• [Your objective]
Reproduce exactly, from the data that follows, the line with "let rows = count.div_ceil(cols);", the line with "const FIREWORK_INTERVAL: u64 = 50;", and every line that lies between them.

• [Records]
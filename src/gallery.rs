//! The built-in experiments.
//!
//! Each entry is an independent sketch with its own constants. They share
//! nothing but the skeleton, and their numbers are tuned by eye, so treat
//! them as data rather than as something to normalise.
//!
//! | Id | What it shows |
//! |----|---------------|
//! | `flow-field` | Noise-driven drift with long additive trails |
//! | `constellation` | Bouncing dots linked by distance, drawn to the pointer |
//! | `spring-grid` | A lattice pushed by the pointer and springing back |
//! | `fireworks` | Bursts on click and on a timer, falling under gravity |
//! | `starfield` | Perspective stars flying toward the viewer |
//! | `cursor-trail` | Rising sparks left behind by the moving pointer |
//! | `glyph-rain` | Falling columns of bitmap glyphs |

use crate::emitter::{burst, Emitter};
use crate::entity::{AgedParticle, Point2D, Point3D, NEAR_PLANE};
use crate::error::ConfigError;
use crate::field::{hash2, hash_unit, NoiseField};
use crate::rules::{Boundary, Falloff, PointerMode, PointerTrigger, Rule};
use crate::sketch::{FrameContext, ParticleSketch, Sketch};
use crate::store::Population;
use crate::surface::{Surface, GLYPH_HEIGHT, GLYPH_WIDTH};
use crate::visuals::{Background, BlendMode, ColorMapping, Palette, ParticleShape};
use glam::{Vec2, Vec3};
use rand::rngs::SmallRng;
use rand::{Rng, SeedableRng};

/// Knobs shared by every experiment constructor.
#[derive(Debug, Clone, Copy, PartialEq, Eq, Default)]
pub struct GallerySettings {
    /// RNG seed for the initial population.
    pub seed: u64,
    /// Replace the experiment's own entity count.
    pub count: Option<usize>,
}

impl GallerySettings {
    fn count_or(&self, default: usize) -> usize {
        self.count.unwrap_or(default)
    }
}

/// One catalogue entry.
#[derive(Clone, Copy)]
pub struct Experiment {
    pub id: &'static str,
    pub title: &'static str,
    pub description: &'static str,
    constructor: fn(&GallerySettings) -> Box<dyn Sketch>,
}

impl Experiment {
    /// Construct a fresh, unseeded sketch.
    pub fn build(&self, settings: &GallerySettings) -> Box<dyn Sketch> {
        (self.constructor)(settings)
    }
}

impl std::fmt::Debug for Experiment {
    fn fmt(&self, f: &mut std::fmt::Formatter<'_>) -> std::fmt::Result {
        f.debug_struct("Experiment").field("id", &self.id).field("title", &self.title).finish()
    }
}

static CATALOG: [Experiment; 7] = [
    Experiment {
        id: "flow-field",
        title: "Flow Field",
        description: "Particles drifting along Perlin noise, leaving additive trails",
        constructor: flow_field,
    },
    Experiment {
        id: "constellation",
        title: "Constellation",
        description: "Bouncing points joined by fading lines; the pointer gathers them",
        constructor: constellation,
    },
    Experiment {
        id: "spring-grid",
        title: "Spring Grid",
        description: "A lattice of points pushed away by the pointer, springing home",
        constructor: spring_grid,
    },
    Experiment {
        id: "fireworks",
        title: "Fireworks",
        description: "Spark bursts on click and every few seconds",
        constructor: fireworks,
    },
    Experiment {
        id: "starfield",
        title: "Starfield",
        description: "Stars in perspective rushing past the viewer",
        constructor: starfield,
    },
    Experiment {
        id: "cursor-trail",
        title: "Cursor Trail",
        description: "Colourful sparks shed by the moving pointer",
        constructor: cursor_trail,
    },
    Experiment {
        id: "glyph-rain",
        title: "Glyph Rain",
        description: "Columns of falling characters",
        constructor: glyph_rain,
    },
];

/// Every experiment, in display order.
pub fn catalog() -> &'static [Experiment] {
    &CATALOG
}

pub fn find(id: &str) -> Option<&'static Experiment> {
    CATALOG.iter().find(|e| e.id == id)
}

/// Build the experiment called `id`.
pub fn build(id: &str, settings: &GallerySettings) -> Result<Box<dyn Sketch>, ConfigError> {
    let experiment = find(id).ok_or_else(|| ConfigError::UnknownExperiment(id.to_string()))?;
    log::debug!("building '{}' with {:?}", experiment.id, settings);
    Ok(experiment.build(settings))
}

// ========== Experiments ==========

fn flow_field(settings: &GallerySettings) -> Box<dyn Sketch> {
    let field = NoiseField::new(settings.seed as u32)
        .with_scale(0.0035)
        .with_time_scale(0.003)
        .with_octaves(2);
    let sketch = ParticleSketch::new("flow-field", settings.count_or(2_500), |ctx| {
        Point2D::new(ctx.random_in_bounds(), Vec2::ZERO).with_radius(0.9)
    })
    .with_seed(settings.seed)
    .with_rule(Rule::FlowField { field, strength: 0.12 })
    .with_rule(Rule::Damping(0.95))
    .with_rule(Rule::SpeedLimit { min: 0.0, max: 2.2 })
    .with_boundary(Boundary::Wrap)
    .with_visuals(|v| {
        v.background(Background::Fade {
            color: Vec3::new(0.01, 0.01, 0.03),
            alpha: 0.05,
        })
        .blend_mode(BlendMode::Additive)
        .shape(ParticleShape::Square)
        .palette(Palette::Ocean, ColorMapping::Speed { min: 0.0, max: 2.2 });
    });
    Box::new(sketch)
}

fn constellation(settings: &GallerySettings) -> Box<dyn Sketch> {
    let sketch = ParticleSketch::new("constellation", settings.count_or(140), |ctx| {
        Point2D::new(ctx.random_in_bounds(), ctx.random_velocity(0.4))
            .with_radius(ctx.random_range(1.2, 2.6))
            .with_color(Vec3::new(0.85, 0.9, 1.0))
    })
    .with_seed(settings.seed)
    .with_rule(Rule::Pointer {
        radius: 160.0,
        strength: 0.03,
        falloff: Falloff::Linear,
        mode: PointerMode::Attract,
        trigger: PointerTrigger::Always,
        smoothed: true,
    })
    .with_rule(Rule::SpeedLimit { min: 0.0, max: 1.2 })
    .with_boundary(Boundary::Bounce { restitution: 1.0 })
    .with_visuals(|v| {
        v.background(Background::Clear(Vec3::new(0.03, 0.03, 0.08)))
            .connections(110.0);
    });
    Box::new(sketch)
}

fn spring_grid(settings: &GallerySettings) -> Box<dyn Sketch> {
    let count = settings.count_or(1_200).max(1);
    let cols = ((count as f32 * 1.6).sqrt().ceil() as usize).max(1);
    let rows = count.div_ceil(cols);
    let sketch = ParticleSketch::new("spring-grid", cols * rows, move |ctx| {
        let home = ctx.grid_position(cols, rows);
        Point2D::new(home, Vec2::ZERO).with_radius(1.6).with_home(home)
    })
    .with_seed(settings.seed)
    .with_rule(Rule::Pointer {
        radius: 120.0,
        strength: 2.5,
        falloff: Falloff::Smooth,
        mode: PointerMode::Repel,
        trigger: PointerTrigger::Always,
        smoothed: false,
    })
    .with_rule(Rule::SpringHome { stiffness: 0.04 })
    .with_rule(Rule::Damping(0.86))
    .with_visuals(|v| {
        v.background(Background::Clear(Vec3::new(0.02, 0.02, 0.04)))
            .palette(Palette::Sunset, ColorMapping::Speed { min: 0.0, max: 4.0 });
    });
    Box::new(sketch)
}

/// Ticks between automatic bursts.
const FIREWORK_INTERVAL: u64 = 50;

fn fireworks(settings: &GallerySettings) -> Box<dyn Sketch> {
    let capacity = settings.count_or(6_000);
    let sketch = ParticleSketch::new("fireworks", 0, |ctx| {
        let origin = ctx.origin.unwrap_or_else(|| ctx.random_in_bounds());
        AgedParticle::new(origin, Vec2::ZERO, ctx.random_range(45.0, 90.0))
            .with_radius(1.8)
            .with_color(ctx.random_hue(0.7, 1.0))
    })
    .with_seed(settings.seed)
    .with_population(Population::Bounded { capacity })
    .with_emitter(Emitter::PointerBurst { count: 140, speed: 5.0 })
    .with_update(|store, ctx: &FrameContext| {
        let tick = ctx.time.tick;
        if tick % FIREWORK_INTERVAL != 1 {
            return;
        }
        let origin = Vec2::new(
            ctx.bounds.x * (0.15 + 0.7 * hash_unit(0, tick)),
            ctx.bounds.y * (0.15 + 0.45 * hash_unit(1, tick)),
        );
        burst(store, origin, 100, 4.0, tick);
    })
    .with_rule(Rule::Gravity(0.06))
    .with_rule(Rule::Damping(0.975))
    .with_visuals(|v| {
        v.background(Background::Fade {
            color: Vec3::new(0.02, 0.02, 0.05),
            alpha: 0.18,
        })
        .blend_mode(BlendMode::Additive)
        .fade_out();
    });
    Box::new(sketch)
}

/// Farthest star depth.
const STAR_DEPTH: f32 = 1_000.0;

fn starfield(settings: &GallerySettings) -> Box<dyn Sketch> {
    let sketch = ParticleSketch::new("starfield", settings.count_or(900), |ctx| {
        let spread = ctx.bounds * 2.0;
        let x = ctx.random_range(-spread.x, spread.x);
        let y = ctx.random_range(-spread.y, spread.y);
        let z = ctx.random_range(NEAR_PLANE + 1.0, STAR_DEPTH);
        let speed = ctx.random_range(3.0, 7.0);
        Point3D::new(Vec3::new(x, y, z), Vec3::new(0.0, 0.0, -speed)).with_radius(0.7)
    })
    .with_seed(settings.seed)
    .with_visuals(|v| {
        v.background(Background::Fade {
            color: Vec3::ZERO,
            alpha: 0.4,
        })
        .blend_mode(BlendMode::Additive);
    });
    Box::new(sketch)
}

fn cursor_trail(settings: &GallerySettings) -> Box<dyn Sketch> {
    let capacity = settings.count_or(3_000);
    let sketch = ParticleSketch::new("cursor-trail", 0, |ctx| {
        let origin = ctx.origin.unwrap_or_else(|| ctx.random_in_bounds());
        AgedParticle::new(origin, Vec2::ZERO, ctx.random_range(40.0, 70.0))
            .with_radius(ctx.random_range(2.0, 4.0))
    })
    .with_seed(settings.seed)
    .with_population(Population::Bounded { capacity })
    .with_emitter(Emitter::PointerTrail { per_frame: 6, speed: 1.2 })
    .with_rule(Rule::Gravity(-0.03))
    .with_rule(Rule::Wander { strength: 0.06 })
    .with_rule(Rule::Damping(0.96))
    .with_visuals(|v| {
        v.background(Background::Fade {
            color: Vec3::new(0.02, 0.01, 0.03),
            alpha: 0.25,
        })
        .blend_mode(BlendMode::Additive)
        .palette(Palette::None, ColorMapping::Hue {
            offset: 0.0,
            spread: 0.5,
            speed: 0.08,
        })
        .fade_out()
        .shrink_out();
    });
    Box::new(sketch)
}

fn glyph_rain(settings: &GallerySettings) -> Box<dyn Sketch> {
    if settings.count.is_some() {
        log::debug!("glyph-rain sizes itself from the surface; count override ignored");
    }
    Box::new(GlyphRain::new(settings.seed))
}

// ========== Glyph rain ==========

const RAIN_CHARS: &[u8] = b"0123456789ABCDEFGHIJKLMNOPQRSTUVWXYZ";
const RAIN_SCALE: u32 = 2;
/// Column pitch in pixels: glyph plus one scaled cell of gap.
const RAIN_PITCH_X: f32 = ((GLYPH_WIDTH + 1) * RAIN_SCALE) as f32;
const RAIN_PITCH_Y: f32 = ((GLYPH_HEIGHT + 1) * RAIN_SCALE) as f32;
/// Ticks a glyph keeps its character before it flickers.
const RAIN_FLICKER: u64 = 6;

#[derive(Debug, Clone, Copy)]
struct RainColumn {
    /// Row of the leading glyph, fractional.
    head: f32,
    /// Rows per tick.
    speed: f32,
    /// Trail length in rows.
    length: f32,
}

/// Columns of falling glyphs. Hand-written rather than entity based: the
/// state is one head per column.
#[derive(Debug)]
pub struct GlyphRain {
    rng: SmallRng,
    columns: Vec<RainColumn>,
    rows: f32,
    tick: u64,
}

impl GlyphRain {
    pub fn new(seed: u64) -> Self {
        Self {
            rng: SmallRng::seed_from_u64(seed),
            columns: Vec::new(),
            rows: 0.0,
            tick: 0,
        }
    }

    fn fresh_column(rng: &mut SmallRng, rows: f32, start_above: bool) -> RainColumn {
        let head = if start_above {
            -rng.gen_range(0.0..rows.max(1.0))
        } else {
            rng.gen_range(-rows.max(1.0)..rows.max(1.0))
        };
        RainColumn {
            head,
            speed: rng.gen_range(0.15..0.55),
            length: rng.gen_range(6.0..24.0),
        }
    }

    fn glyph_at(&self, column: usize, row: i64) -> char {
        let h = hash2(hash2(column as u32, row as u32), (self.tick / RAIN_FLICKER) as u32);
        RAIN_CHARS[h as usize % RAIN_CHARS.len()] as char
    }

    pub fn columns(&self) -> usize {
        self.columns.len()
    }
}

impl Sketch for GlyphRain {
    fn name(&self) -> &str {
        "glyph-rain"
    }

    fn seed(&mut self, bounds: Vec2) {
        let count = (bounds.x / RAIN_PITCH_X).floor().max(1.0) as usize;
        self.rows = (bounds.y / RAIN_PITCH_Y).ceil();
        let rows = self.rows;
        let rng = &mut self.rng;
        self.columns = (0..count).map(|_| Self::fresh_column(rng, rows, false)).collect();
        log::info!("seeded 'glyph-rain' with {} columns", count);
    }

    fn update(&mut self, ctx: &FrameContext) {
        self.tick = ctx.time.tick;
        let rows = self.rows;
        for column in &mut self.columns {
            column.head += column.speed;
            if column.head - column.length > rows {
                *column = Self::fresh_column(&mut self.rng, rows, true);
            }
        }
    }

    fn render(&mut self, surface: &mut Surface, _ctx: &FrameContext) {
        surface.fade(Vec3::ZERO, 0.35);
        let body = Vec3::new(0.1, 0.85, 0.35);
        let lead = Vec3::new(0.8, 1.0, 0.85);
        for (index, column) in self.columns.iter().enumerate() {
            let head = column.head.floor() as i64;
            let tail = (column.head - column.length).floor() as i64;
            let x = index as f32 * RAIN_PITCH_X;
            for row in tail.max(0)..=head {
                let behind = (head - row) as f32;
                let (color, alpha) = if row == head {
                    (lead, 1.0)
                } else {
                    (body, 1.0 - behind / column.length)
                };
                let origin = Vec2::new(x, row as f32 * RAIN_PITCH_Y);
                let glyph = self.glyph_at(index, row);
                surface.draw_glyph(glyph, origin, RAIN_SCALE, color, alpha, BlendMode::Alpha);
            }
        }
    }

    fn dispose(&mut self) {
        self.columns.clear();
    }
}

• [Exercise result]
    let rows = count.div_ceil(cols);
    let sketch = ParticleSketch::new("spring-grid", cols * rows, move |ctx| {
        let home = ctx.grid_position(cols, rows);
        Point2D::new(home, Vec2::ZERO).with_radius(1.6).with_home(home)
    })
    .with_seed(settings.seed)
    .with_rule(Rule::Pointer {
        radius: 120.0,
        strength: 2.5,
        falloff: Falloff::Smooth,
        mode: PointerMode::Repel,
        trigger: PointerTrigger::Always,
        smoothed: false,
    })
    .with_rule(Rule::SpringHome { stiffness: 0.04 })
    .with_rule(Rule::Damping(0.86))
    .with_visuals(|v| {
        v.background(Background::Clear(Vec3::new(0.02, 0.02, 0.04)))
            .palette(Palette::Sunset, ColorMapping::Speed { min: 0.0, max: 4.0 });
    });
    Box::new(sketch)
}

/// Ticks between automatic bursts.
const FIREWORK_INTERVAL: u64 = 50;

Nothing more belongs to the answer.